Collected data:
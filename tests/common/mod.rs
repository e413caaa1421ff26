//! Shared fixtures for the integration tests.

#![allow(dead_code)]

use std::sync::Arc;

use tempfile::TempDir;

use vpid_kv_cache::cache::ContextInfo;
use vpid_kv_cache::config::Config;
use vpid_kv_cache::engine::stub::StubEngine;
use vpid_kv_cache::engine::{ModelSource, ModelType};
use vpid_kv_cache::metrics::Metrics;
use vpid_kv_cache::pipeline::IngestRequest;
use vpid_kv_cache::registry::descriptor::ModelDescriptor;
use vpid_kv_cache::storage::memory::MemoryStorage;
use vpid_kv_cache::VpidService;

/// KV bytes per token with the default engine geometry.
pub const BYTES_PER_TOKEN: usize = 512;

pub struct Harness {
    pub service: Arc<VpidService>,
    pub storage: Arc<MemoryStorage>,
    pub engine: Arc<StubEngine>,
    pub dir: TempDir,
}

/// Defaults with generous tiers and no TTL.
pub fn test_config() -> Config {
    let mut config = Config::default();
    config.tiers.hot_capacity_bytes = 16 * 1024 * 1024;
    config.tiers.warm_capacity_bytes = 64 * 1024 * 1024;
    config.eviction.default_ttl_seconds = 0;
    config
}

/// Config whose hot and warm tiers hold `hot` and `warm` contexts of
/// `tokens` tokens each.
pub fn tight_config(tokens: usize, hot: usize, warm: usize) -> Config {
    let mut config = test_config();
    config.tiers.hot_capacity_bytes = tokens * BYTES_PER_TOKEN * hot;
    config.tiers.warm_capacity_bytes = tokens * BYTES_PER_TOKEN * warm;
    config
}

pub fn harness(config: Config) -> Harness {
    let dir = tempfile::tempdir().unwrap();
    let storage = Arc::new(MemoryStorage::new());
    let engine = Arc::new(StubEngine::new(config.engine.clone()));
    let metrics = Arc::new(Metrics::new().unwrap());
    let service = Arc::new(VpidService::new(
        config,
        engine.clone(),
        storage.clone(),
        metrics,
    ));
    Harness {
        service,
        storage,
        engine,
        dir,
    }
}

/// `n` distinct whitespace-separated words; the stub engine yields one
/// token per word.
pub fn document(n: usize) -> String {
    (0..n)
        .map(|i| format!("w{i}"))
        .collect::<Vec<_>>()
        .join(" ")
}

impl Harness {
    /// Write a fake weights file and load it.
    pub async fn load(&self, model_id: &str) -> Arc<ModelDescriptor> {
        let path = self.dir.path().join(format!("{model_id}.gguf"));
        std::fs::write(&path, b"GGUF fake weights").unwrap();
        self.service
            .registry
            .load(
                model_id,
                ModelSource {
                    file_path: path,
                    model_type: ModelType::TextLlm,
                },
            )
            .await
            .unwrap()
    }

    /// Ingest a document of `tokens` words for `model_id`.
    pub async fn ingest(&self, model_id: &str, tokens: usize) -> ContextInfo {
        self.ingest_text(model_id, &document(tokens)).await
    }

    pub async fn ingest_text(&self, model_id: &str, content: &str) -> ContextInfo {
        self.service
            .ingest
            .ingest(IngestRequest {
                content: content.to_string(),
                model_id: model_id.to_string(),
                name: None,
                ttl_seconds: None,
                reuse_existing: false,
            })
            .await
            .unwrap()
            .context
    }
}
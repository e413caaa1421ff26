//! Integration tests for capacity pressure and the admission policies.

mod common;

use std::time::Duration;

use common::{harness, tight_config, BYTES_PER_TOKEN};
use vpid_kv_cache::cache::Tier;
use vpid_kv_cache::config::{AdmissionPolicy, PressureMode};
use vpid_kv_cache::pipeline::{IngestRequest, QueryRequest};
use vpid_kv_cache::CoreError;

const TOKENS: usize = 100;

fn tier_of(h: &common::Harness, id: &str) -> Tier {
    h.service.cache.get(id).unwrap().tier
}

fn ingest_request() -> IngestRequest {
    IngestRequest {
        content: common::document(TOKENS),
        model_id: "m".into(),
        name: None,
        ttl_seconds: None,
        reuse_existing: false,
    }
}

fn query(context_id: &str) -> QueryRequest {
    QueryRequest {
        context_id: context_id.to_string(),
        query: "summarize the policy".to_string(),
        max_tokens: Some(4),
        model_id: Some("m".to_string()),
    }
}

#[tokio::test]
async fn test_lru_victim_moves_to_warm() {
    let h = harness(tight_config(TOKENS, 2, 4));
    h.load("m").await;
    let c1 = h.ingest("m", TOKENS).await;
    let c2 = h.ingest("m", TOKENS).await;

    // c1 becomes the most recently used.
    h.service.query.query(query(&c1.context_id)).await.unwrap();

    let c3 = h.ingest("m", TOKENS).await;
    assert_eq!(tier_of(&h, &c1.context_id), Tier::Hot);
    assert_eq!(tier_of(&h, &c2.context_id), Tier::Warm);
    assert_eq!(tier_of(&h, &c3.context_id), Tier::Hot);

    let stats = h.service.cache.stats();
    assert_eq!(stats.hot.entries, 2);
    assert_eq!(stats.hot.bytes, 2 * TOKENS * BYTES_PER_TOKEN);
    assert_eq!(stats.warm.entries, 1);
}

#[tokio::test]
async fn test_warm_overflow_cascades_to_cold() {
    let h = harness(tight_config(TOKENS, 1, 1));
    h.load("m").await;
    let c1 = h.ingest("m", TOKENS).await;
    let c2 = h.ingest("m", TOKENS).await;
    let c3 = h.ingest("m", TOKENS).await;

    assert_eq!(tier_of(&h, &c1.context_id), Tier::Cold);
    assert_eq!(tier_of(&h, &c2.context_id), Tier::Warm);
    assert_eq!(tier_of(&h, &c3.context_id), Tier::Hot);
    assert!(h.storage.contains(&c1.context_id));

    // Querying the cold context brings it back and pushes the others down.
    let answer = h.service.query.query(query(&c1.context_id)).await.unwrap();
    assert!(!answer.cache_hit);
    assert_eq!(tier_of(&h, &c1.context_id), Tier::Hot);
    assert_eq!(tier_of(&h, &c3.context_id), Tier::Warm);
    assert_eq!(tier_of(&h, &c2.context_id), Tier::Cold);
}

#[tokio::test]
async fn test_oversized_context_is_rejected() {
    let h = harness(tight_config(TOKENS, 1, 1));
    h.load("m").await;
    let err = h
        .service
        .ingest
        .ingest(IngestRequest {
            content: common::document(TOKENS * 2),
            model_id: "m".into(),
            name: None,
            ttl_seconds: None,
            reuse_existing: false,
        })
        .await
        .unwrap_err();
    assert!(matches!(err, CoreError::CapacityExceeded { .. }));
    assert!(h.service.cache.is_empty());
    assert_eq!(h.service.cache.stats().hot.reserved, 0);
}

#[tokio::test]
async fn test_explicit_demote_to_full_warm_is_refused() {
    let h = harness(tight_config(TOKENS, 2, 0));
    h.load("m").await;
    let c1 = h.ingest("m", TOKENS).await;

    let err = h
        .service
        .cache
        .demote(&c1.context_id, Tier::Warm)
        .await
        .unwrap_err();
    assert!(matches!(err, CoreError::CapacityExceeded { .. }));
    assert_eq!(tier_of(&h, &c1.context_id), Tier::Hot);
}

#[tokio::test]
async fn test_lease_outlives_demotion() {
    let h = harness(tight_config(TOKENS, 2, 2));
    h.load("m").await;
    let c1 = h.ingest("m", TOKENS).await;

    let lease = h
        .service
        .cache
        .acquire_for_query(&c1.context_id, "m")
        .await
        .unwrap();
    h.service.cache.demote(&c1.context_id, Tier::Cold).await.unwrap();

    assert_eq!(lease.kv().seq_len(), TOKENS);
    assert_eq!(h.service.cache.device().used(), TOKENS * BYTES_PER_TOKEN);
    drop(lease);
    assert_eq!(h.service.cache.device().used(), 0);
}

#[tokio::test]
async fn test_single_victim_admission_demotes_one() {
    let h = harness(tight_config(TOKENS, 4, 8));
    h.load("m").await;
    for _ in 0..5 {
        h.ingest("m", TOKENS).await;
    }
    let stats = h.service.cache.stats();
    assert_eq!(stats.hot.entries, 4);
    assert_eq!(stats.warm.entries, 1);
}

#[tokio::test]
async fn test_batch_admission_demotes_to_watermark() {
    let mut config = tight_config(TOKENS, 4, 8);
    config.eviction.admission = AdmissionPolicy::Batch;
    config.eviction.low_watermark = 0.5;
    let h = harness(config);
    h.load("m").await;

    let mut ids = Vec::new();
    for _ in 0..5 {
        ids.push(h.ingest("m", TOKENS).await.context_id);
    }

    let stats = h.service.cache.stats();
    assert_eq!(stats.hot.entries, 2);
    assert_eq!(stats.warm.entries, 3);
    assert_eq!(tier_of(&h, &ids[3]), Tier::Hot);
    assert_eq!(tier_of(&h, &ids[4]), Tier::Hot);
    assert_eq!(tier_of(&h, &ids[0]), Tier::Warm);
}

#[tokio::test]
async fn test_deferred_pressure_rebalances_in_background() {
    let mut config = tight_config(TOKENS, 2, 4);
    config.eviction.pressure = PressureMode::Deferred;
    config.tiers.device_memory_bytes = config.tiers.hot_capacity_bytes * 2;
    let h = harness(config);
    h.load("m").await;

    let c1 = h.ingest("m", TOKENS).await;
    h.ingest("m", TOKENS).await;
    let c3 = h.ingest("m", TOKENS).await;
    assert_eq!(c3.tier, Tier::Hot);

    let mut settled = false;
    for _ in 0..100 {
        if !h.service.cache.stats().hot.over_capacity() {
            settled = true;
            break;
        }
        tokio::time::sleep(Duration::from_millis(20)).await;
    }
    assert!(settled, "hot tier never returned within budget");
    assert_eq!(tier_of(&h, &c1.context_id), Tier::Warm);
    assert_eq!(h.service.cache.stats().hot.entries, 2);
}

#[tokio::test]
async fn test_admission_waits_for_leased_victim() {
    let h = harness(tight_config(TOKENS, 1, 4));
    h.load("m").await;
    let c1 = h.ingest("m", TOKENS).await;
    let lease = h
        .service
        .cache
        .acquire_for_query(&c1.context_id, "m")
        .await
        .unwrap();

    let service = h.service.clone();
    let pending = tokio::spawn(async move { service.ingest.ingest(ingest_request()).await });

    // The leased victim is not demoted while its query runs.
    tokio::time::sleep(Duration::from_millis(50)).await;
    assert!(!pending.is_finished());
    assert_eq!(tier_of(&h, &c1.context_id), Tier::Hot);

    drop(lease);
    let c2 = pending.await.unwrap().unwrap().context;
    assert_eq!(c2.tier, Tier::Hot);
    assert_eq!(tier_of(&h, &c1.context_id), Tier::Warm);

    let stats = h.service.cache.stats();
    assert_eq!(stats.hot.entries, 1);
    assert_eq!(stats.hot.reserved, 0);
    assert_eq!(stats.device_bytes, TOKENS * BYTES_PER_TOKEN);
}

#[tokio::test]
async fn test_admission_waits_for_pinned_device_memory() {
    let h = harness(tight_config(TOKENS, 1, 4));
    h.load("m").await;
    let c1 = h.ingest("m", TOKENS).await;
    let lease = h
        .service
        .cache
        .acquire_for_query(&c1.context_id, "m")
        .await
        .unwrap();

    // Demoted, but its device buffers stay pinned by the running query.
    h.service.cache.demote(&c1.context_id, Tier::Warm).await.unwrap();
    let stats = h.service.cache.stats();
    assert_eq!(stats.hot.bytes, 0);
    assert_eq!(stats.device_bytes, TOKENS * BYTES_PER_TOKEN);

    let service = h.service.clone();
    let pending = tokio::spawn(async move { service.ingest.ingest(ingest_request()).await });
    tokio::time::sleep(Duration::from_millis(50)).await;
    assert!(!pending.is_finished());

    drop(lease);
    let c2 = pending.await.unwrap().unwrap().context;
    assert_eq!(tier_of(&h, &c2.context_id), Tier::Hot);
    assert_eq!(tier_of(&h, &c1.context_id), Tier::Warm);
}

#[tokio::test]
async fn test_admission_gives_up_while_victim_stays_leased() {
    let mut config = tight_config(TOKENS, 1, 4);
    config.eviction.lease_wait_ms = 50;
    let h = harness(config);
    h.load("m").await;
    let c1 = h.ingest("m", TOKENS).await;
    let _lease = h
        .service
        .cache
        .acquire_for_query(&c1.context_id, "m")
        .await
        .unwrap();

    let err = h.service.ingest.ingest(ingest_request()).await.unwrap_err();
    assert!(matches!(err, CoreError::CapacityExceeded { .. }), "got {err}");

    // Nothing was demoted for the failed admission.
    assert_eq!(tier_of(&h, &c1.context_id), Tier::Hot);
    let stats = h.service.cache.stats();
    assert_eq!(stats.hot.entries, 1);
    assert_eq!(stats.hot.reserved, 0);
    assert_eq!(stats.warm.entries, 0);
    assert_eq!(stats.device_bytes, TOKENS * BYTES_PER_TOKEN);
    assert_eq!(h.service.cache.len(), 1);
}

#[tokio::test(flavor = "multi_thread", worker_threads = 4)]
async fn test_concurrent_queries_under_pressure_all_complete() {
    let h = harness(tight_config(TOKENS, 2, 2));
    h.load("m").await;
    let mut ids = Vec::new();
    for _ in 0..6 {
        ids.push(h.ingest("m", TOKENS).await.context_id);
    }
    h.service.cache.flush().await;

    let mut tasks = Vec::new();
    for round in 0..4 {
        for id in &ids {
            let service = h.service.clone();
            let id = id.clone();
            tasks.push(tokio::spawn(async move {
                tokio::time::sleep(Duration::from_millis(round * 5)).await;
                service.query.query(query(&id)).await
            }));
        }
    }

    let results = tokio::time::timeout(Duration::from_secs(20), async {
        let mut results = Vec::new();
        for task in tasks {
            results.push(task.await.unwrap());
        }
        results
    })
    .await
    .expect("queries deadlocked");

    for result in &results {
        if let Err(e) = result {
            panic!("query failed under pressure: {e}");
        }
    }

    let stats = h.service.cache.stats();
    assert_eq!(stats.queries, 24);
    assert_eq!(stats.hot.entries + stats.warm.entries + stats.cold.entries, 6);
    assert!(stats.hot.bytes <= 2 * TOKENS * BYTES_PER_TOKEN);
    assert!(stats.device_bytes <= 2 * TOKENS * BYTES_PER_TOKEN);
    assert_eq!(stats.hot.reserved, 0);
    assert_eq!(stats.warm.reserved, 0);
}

Required work: Give the number of lines above that contain "storage", and nothing more.

Completed exercise: 6